Table size after a reindex

  • Hi

    I'm trying to understand what is happening to one large table.

    In a DB SQL 2008R2, I'm trying to track a rapidly increasing DB size. It's due to one table recently added.

    Despite the table's no rows increasing its size reduces after a scheduled re-index.

    I've recorded the space used by this table by recording EXEC sp_spaceused 'tableName'

    [font="Courier New"]

    ---

    NoRows reserved data index_size unused

    128864512300384 KB 2290928 KB9432 KB24 KB AFTER reindex

    128864515406232 KB 5366184 KB39280 KB768 KBBEFORE reindex

    [/font]

    N.B. The only thing I'm aware of happening in the time period is a reindex as part of scheduled task. I could be missing something else happening.

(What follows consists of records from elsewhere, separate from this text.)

use std::future::Future;
use std::sync::{Arc, Mutex, MutexGuard, PoisonError};
use std::time::Duration;

use sha2::{Digest, Sha256};
use tokio::sync::oneshot;

use super::state::{CeremonyKind, CeremonyState};
use super::{CeremonyError, CeremonyOutcome};
use crate::config::CEREMONY_TIMEOUT_SECS;
use crate::request::{
    AuthenticationParams, AuthenticationRequest, CeremonyRequest, RegistrationParams,
    build_authentication, build_registration,
};
use crate::store::credential::unix_now;
use crate::store::{CredentialRecord, CredentialStore, SharedStore, StoreError};
use crate::verify::{Assertion, Attestation, Verifier, VerifyError};

type CeremonyResult = Result<CeremonyOutcome, CeremonyError>;

struct Slot {
    state:      CeremonyState,
    generation: u64,
    cancel:     Option<oneshot::Sender<()>>,
}

fn lock(slot: &Mutex<Slot>) -> MutexGuard<'_, Slot> {
    slot.lock().unwrap_or_else(PoisonError::into_inner)
}

fn advance(slot: &mut Slot, next: CeremonyState) {
    debug_assert!(
        slot.state.can_advance_to(&next),
        "illegal ceremony transition {:?} -> {:?}",
        slot.state,
        next
    );
    tracing::trace!(from = ?slot.state, to = ?next, "Ceremony transition");
    slot.state = next;
}

/// Pending result of one ceremony. The outcome is delivered exactly once,
/// either through [`outcome`](Self::outcome) or [`on_complete`](Self::on_complete).
pub struct CeremonyHandle {
    kind:       CeremonyKind,
    generation: u64,
    slot:       Arc<Mutex<Slot>>,
    result:     oneshot::Receiver<CeremonyResult>,
}

impl CeremonyHandle {
    pub fn kind(&self) -> CeremonyKind {
        self.kind
    }

    /// Withdraw before verification resolves. Returns false when the
    /// ceremony already moved past the verification step.
    pub fn cancel(&self) -> bool {
        let mut slot = lock(&self.slot);
        if slot.generation != self.generation {
            return false;
        }
        match slot.cancel.take() {
            Some(tx) => tx.send(()).is_ok(),
            None => false,
        }
    }

    pub async fn outcome(self) -> CeremonyResult {
        self.result.await.unwrap_or(Err(CeremonyError::Aborted))
    }

    /// Invoke `callback` with the outcome once it is known.
    pub fn on_complete<F>(self, callback: F)
    where
        F: FnOnce(CeremonyResult) + Send + 'static,
    {
        tokio::spawn(async move { callback(self.outcome().await) });
    }
}

/// Runs registration and authentication ceremonies against a verifier,
/// one at a time. Independent clients may share the same store.
///
/// Ceremonies run on the ambient tokio runtime.
pub struct CeremonyClient<V> {
    verifier: Arc<V>,
    store:    SharedStore,
    slot:     Arc<Mutex<Slot>>,
    timeout:  Duration,
}

impl<V: Verifier + 'static> CeremonyClient<V> {
    pub fn new(verifier: Arc<V>, store: SharedStore) -> Self {
        Self {
            verifier,
            store,
            slot: Arc::new(Mutex::new(Slot {
                state: CeremonyState::Idle,
                generation: 0,
                cancel: None,
            })),
            timeout: Duration::from_secs(CEREMONY_TIMEOUT_SECS),
        }
    }

    /// Upper bound on the verification step.
    pub fn with_timeout(mut self, timeout: Duration) -> Self {
        self.timeout = timeout;
        self
    }

    pub fn state(&self) -> CeremonyState {
        lock(&self.slot).state
    }

    pub fn store(&self) -> &SharedStore {
        &self.store
    }

    pub fn verifier(&self) -> &Arc<V> {
        &self.verifier
    }

    /// Cancel whichever ceremony is awaiting verification.
    pub fn cancel(&self) -> bool {
        match lock(&self.slot).cancel.take() {
            Some(tx) => tx.send(()).is_ok(),
            None => false,
        }
    }

    fn begin(&self, kind: CeremonyKind) -> Result<(u64, oneshot::Receiver<()>), CeremonyError> {
        let mut slot = lock(&self.slot);
        if slot.state.in_flight() {
            tracing::warn!(%kind, current = ?slot.state, "Ceremony rejected, another is in flight");
            return Err(CeremonyError::Busy);
        }
        advance(&mut slot, CeremonyState::Building(kind));
        slot.generation += 1;
        let (tx, rx) = oneshot::channel();
        slot.cancel = Some(tx);
        Ok((slot.generation, rx))
    }

    fn fail_build(&self, kind: CeremonyKind, err: CeremonyError) -> CeremonyError {
        let mut slot = lock(&self.slot);
        slot.cancel = None;
        advance(&mut slot, CeremonyState::Completed { kind, success: false });
        tracing::warn!(%kind, error = %err, "Ceremony request rejected");
        err
    }

    /// Move to `AwaitingVerification` and drive the rest of the ceremony on
    /// a task. `commit` runs only if verification succeeded and nobody
    /// cancelled; its store update happens before the outcome is delivered.
    fn spawn<T, Fut, C>(
        &self,
        kind: CeremonyKind,
        generation: u64,
        mut cancel_rx: oneshot::Receiver<()>,
        verification: Fut,
        commit: C,
    ) -> CeremonyHandle
    where
        T: Send + 'static,
        Fut: Future<Output = Result<T, CeremonyError>> + Send + 'static,
        C: FnOnce(T) -> CeremonyResult + Send + 'static,
    {
        advance(&mut lock(&self.slot), CeremonyState::AwaitingVerification(kind));

        let (result_tx, result_rx) = oneshot::channel();
        let slot = self.slot.clone();
        let timeout = self.timeout;
        tokio::spawn(async move {
            // The verifier runs on its own task so a panic there still ends
            // the ceremony in a terminal state.
            let mut verify_task = tokio::spawn(verification);
            let verified = tokio::select! {
                biased;
                Ok(()) = &mut cancel_rx => Err(CeremonyError::Cancelled),
                res = tokio::time::timeout(timeout, &mut verify_task) => match res {
                    Err(_) => Err(CeremonyError::Timeout),
                    Ok(Ok(result)) => result,
                    Ok(Err(e)) => {
                        tracing::error!(%kind, error = %e, "Verifier task failed");
                        Err(CeremonyError::Aborted)
                    }
                },
            };
            verify_task.abort();

            // A cancel that got in before this point wins over a late success.
            let cancelled = lock(&slot).cancel.take().is_none();
            let result = match verified {
                Ok(_) if cancelled => Err(CeremonyError::Cancelled),
                other => other.and_then(commit),
            };

            let next = match &result {
                Ok(_) => CeremonyState::Completed { kind, success: true },
                Err(CeremonyError::Cancelled) => CeremonyState::Cancelled(kind),
                Err(_) => CeremonyState::Completed { kind, success: false },
            };
            advance(&mut lock(&slot), next);
            match &result {
                Ok(_) => tracing::info!(%kind, "Ceremony completed"),
                Err(CeremonyError::Cancelled) => tracing::info!(%kind, "Ceremony cancelled"),
                Err(e) => tracing::warn!(%kind, error = %e, "Ceremony failed"),
            }
            if result_tx.send(result).is_err() {
                tracing::debug!(%kind, "Ceremony outcome dropped, handle gone");
            }
        });

        CeremonyHandle {
            kind,
            generation,
            slot: self.slot.clone(),
            result: result_rx,
        }
    }

    /// Build a registration request and start verification. On success the
    /// new record is added to the store.
    pub fn start_registration(&self, params: RegistrationParams) -> Result<CeremonyHandle, CeremonyError> {
        let kind = CeremonyKind::Registration;
        let (generation, cancel_rx) = self.begin(kind)?;
        let request = build_registration(params).map_err(|e| self.fail_build(kind, e.into()))?;
        tracing::debug!(
            "Registration request:\n{}",
            CeremonyRequest::Registration(request.clone()).to_json()
        );

        let verifier = self.verifier.clone();
        let verify_request = request.clone();
        let verification = async move {
            verifier
                .register(&verify_request)
                .await
                .map_err(|e| verification_failed(verifier.as_ref(), e))
        };

        let store = self.store.clone();
        let commit = move |attestation: Attestation| {
            if attestation.credential_id.is_empty() {
                return Err(CeremonyError::InvalidResponse("empty credential id".into()));
            }
            let record = CredentialRecord {
                version: 1,
                sequence: 0,
                credential_id: attestation.credential_id,
                rp_id: request.rp().id.clone(),
                rp_id_hash: Sha256::digest(request.rp().id.as_bytes()).to_vec(),
                user_id: request.user().id.clone(),
                user_name: request.user().name.clone(),
                user_display_name: request.user().display_name.clone(),
                verification_method: attestation.verification_method,
                created_at: unix_now(),
                last_used_at: None,
            };
            let id = record.credential_id.clone();
            let mut store = store.write().map_err(|_| StoreError::Poisoned)?;
            store.add(record)?;
            let stored = store.get_by_id(&id).cloned().ok_or(StoreError::NotFound)?;
            tracing::info!(cred_id = %stored.credential_id_b64(), user = %stored.user_name, "Credential stored");
            Ok(CeremonyOutcome::Registered(stored))
        };

        Ok(self.spawn(kind, generation, cancel_rx, verification, commit))
    }

    /// Build an authentication request against the current store contents
    /// and start verification. On success the chosen record's
    /// `last_used_at` is updated.
    pub fn start_authentication(&self, params: AuthenticationParams) -> Result<CeremonyHandle, CeremonyError> {
        let kind = CeremonyKind::Authentication;
        let (generation, cancel_rx) = self.begin(kind)?;
        let (request, candidates) = {
            let store = self
                .store
                .read()
                .map_err(|_| self.fail_build(kind, StoreError::Poisoned.into()))?;
            let request = build_authentication(params, &store)
                .map_err(|e| self.fail_build(kind, e.into()))?;
            let candidates = eligible(&store, &request);
            (request, candidates)
        };
        tracing::debug!(
            "Authentication request:\n{}",
            CeremonyRequest::Authentication(request.clone()).to_json()
        );

        let verifier = self.verifier.clone();
        let verify_request = request.clone();
        let verification = async move {
            verifier
                .authenticate(&verify_request, &candidates)
                .await
                .map_err(|e| verification_failed(verifier.as_ref(), e))
        };

        let store = self.store.clone();
        let commit = move |assertion: Assertion| {
            if !request.allows(&assertion.credential_id) {
                return Err(CeremonyError::InvalidResponse(
                    "assertion for a credential outside the allow-list".into(),
                ));
            }
            let rp_id_hash = Sha256::digest(request.rp_id().as_bytes());
            let mut store = store.write().map_err(|_| StoreError::Poisoned)?;
            let same_rp = store
                .get_by_id(&assertion.credential_id)
                .is_some_and(|r| r.rp_id_hash.as_slice() == rp_id_hash.as_slice());
            if !same_rp {
                return Err(CeremonyError::InvalidResponse(
                    "assertion for a credential of another relying party".into(),
                ));
            }
            store.touch(&assertion.credential_id, unix_now())?;
            let record = store
                .get_by_id(&assertion.credential_id)
                .cloned()
                .ok_or(StoreError::NotFound)?;
            tracing::info!(cred_id = %record.credential_id_b64(), user = %record.user_name, "Credential used");
            Ok(CeremonyOutcome::Authenticated(record))
        };

        Ok(self.spawn(kind, generation, cancel_rx, verification, commit))
    }

    pub async fn register(&self, params: RegistrationParams) -> CeremonyResult {
        self.start_registration(params)?.outcome().await
    }

    pub async fn authenticate(&self, params: AuthenticationParams) -> CeremonyResult {
        self.start_authentication(params)?.outcome().await
    }
}

/// Records the verifier may choose from: the relying party's credentials,
/// narrowed to the allow-list when it is not empty.
fn eligible(store: &CredentialStore, request: &AuthenticationRequest) -> Vec<CredentialRecord> {
    store
        .list_for_rp(request.rp_id())
        .into_iter()
        .filter(|r| request.allows(&r.credential_id))
        .collect()
}

fn verification_failed<V: Verifier + ?Sized>(verifier: &V, err: VerifyError) -> CeremonyError {
    match err {
        VerifyError::Cancelled => CeremonyError::Cancelled,
        VerifyError::Timeout => CeremonyError::Timeout,
        other => {
            let lockout_remaining_secs = match &other {
                VerifyError::LockedOut { remaining_secs } => *remaining_secs,
                _ => verifier.lockout_remaining_secs(),
            };
            CeremonyError::VerificationFailed {
                reason: other.to_string(),
                attempts_remaining: verifier.attempts_remaining(),
                lockout_remaining_secs,
            }
        }
    }
}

    The table has only one Index the PK which is clustered, No Fill factor is specified. The Server Default fill factor =0.

    I read fillfactor=0=100 Will always try and fill the pages so space used will be minimised?

    After running the reindex the index fragmentation is v.low. I've not recorded the fragmentation before reindex.

    I can see the Data is not added in Clustered index order.

    I'm confused as to what is happening?

    Thanks Terry

  • Looks like this table is heavily fragmented before reindex. The index size before is almost thrice as after. Fill Factor is applied only during rebuild, not when insert/delete occur. You could consider lower fill factor for this table

    http://www.sqlskills.com/blogs/kimberly/database-maintenance-best-practices-part-ii-setting-fillfactor/

    http://sqlmag.com/blog/what-best-value-fill-factor-index-fill-factor-and-performance-part-2

  • Fill Factor is applied only during rebuild, not when insert/delete occur.

    Thank you that explains it then. Although I only measured size before and after. It must be heavily fragmented.

    From the article you mentioned

    Some indexes are prone to more fragmentation than others. For example, indexes with a high-order element (the first column of the index) that is NOT in ever-increasing order.